**Directions**
Your task is to copy the stretch of lines in the records below that begins with the line containing "Section::Outputs => Some(&mut" and ends with the line containing "ScalarField::Transform => &mut", exactly as written, with nothing added.

+++ Data supplied

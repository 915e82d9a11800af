// crates/diff/src/diff.rs
use serde_json::{Map, Value};
use std::collections::BTreeSet;

use crate::template::{ScalarField, Section, is_known_key};

#[derive(Debug, Clone, Copy, PartialEq, Eq)]
pub enum ChangeKind {
    Added,
    Removed,
    Updated,
}

impl ChangeKind {
    fn between(old: Option<&Value>, new: Option<&Value>) -> Self {
        match (old, new) {
            (None, Some(_)) => Self::Added,
            (Some(_), None) => Self::Removed,
            _ => Self::Updated,
        }
    }

    #[must_use]
    pub const fn marker(self) -> &'static str {
        match self {
            Self::Added => "[+]",
            Self::Removed => "[-]",
            Self::Updated => "[~]",
        }
    }
}

/// A change to a whole top-level value such as `Description`.
#[derive(Debug, Clone, PartialEq)]
pub struct ValueChange {
    pub old: Option<Value>,
    pub new: Option<Value>,
}

impl ValueChange {
    #[must_use]
    pub fn kind(&self) -> ChangeKind {
        ChangeKind::between(self.old.as_ref(), self.new.as_ref())
    }
}

/// A leaf-level difference somewhere inside an entity.
///
/// `path` is relative to the entity; an empty path means the entity value
/// itself was replaced.
#[derive(Debug, Clone, PartialEq)]
pub struct PropertyChange {
    pub path: Vec<String>,
    pub old: Option<Value>,
    pub new: Option<Value>,
}

impl PropertyChange {
    #[must_use]
    pub fn kind(&self) -> ChangeKind {
        ChangeKind::between(self.old.as_ref(), self.new.as_ref())
    }

    /// Dotted rendering of the path, with array indices as `[n]`.
    #[must_use]
    pub fn path_string(&self) -> String {
        let mut out = String::new();
        for segment in &self.path {
            if !out.is_empty() && !segment.starts_with('[') {
                out.push('.');
            }
            out.push_str(segment);
        }
        out
    }
}

/// A parameter, output, condition, mapping, metadata entry or unknown
/// top-level key that differs.
#[derive(Debug, Clone, PartialEq)]
pub struct EntityChange {
    pub logical_id: String,
    pub kind: ChangeKind,
    pub old: Option<Value>,
    pub new: Option<Value>,
    /// Only populated for [`ChangeKind::Updated`].
    pub changes: Vec<PropertyChange>,
}

#[derive(Debug, Clone, PartialEq)]
pub struct ResourceChange {
    pub logical_id: String,
    pub kind: ChangeKind,
    pub old_type: Option<String>,
    pub new_type: Option<String>,
    /// Changes below `Properties`, paths relative to `Properties`.
    pub property_changes: Vec<PropertyChange>,
    /// Changes to every other resource attribute (`DependsOn`, `Metadata`, ...).
    pub other_changes: Vec<PropertyChange>,
}

impl ResourceChange {
    #[must_use]
    pub fn type_changed(&self) -> bool {
        self.kind == ChangeKind::Updated && self.old_type != self.new_type
    }

    /// The resource type to show for this change, preferring the new one.
    #[must_use]
    pub fn resource_type(&self) -> &str {
        self.new_type
            .as_deref()
            .or(self.old_type.as_deref())
            .unwrap_or("<unknown type>")
    }
}

/// Result of comparing two template documents.
#[derive(Debug, Clone, Default, PartialEq)]
pub struct TemplateDiff {
    pub format_version: Option<ValueChange>,
    pub transform: Option<ValueChange>,
    pub description: Option<ValueChange>,
    pub metadata: Vec<EntityChange>,
    pub parameters: Vec<EntityChange>,
    pub mappings: Vec<EntityChange>,
    pub conditions: Vec<EntityChange>,
    pub resources: Vec<ResourceChange>,
    pub outputs: Vec<EntityChange>,
    /// Top-level keys the differ does not model, e.g. stack names of a
    /// multi-stack document.
    pub unknown: Vec<EntityChange>,
}

impl TemplateDiff {
    #[must_use]
    pub fn is_empty(&self) -> bool {
        self.differences_count() == 0
    }

    /// Number of changed top-level values and entities.
    #[must_use]
    pub fn differences_count(&self) -> usize {
        let scalars = [&self.format_version, &self.transform, &self.description]
            .iter()
            .filter(|c| c.is_some())
            .count();
        scalars
            + self.metadata.len()
            + self.parameters.len()
            + self.mappings.len()
            + self.conditions.len()
            + self.resources.len()
            + self.outputs.len()
            + self.unknown.len()
    }

    #[must_use]
    pub fn scalar(&self, field: ScalarField) -> Option<&ValueChange> {
        match field {
            ScalarField::FormatVersion => self.format_version.as_ref(),
            ScalarField::Transform => self.transform.as_ref(),
            ScalarField::Description => self.description.as_ref(),
        }
    }

    /// Entity changes of a non-resource section. `Resources` yields an empty
    /// slice; use [`TemplateDiff::resources`] for it.
    #[must_use]
    pub fn entities(&self, section: Section) -> &[EntityChange] {
        match section {
            Section::Metadata => &self.metadata,
            Section::Parameters => &self.parameters,
            Section::Mappings => &self.mappings,
            Section::Conditions => &self.conditions,
            Section::Outputs => &self.outputs,
            Section::Resources => &[],
        }
    }

    fn entities_mut(&mut self, section: Section) -> Option<&mut Vec<EntityChange>> {
        match section {
            Section::Metadata => Some(&mut self.metadata),
            Section::Parameters => Some(&mut self.parameters),
            Section::Mappings => Some(&mut self.mappings),
            Section::Conditions => Some(&mut self.conditions),
            Section::Outputs => Some(&mut self.outputs),
            Section::Resources => None,
        }
    }

    fn scalar_mut(&mut self, field: ScalarField) -> &mut Option<ValueChange> {
        match field {
            ScalarField::FormatVersion => &mut self.format_version,
            ScalarField::Transform => &mut self.transform,
            ScalarField::Description => &mut self.description,
        }
    }
}

/// Compare two template documents structurally.
///
/// Documents that are not JSON objects are compared as a whole and reported
/// as a single unknown change named `<root>`.
#[must_use]
pub fn diff_template(old: &Value, new: &Value) -> TemplateDiff {
    let mut diff = TemplateDiff::default();

    let (Some(old_doc), Some(new_doc)) = (old.as_object(), new.as_object()) else {
        if old != new {
            diff.unknown.push(entity_change("<root>", Some(old), Some(new)));
        }
        return diff;
    };

    for field in ScalarField::ALL {
        let (o, n) = (old_doc.get(field.key()), new_doc.get(field.key()));
        if o != n {
            *diff.scalar_mut(field) = Some(ValueChange {
                old: o.cloned(),
                new: n.cloned(),
            });
        }
    }

    for section in Section::ALL {
        let key = section.key();
        let (o, n) = (old_doc.get(key), new_doc.get(key));
        if o == n {
            continue;
        }
        let (Some(old_map), Some(new_map)) = (as_section(o), as_section(n)) else {
            // Not a map; keep the raw values.
            diff.unknown.push(entity_change(key, o, n));
            continue;
        };
        if let Some(entities) = diff.entities_mut(section) {
            *entities = diff_entities(&old_map, &new_map);
        } else {
            diff.resources = diff_resources(&old_map, &new_map);
        }
    }

    for key in union_keys(old_doc, new_doc) {
        if is_known_key(key) {
            continue;
        }
        let (o, n) = (old_doc.get(key), new_doc.get(key));
        if o != n {
            diff.unknown.push(entity_change(key, o, n));
        }
    }

    diff
}

/// Deep comparison of two values, appending one [`PropertyChange`] per
/// differing leaf. Objects are compared key by key, arrays element by
/// element when their lengths match, everything else by equality.
pub fn diff_values(
    path: &mut Vec<String>,
    old: &Value,
    new: &Value,
    out: &mut Vec<PropertyChange>,
) {
    match (old, new) {
        (Value::Object(a), Value::Object(b)) => {
            for key in union_keys(a, b) {
                match (a.get(key), b.get(key)) {
                    (Some(x), Some(y)) => {
                        if x != y {
                            path.push(key.clone());
                            diff_values(path, x, y, out);
                            path.pop();
                        }
                    }
                    (x, y) => {
                        let mut leaf = path.clone();
                        leaf.push(key.clone());
                        out.push(PropertyChange {
                            path: leaf,
                            old: x.cloned(),
                            new: y.cloned(),
                        });
                    }
                }
            }
        }
        (Value::Array(a), Value::Array(b)) if a.len() == b.len() => {
            for (i, (x, y)) in a.iter().zip(b).enumerate() {
                if x != y {
                    path.push(format!("[{i}]"));
                    diff_values(path, x, y, out);
                    path.pop();
                }
            }
        }
        _ => {
            if old != new {
                out.push(PropertyChange {
                    path: path.clone(),
                    old: Some(old.clone()),
                    new: Some(new.clone()),
                });
            }
        }
    }
}

fn as_section(value: Option<&Value>) -> Option<Map<String, Value>> {
    match value {
        None => Some(Map::new()),
        Some(Value::Object(map)) => Some(map.clone()),
        Some(_) => None,
    }
}

fn union_keys<'a>(a: &'a Map<String, Value>, b: &'a Map<String, Value>) -> BTreeSet<&'a String> {
    a.keys().chain(b.keys()).collect()
}

fn entity_change(id: &str, old: Option<&Value>, new: Option<&Value>) -> EntityChange {
    let kind = ChangeKind::between(old, new);
    let mut changes = Vec::new();
    if let (Some(o), Some(n)) = (old, new) {
        diff_values(&mut Vec::new(), o, n, &mut changes);
    }
    EntityChange {
        logical_id: id.to_string(),
        kind,
        old: old.cloned(),
        new: new.cloned(),
        changes,
    }
}

fn diff_entities(old: &Map<String, Value>, new: &Map<String, Value>) -> Vec<EntityChange> {
    union_keys(old, new)
        .into_iter()
        .filter_map(|id| {
            let (o, n) = (old.get(id), new.get(id));
            (o != n).then(|| entity_change(id, o, n))
        })
        .collect()
}

fn resource_type(resource: Option<&Value>) -> Option<String> {
    resource?.get("Type")?.as_str().map(str::to_string)
}

fn diff_resources(old: &Map<String, Value>, new: &Map<String, Value>) -> Vec<ResourceChange> {
    let empty = Value::Object(Map::new());
    let mut changes = Vec::new();

    for id in union_keys(old, new) {
        let (o, n) = (old.get(id), new.get(id));
        if o == n {
            continue;
        }
        let mut change = ResourceChange {
            logical_id: id.clone(),
            kind: ChangeKind::between(o, n),
            old_type: resource_type(o),
            new_type: resource_type(n),
            property_changes: Vec::new(),
            other_changes: Vec::new(),
        };

        if let (Some(o), Some(n)) = (o, n) {
            match (o.as_object(), n.as_object()) {
                (Some(old_res), Some(new_res)) => {
                    diff_values(
                        &mut Vec::new(),
                        old_res.get("Properties").unwrap_or(&empty),
                        new_res.get("Properties").unwrap_or(&empty),
                        &mut change.property_changes,
                    );
                    for key in union_keys(old_res, new_res) {
                        if key == "Type" || key == "Properties" {
                            continue;
                        }
                        let mut path = vec![key.clone()];
                        match (old_res.get(key), new_res.get(key)) {
                            (Some(x), Some(y)) => {
                                diff_values(&mut path, x, y, &mut change.other_changes);
                            }
                            (x, y) => change.other_changes.push(PropertyChange {
                                path,
                                old: x.cloned(),
                                new: y.cloned(),
                            }),
                        }
                    }
                }
                _ => diff_values(&mut Vec::new(), o, n, &mut change.other_changes),
            }
        }

        // Missing `Properties` equals `{}`.
        if change.kind == ChangeKind::Updated
            && !change.type_changed()
            && change.property_changes.is_empty()
            && change.other_changes.is_empty()
        {
            continue;
        }
        changes.push(change);
    }

    changes
}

++++++

**Response to this task**
            Section::Outputs => Some(&mut self.outputs),
            Section::Resources => None,
        }
    }

    fn scalar_mut(&mut self, field: ScalarField) -> &mut Option<ValueChange> {
        match field {
            ScalarField::FormatVersion => &mut self.format_version,
            ScalarField::Transform => &mut self.transform,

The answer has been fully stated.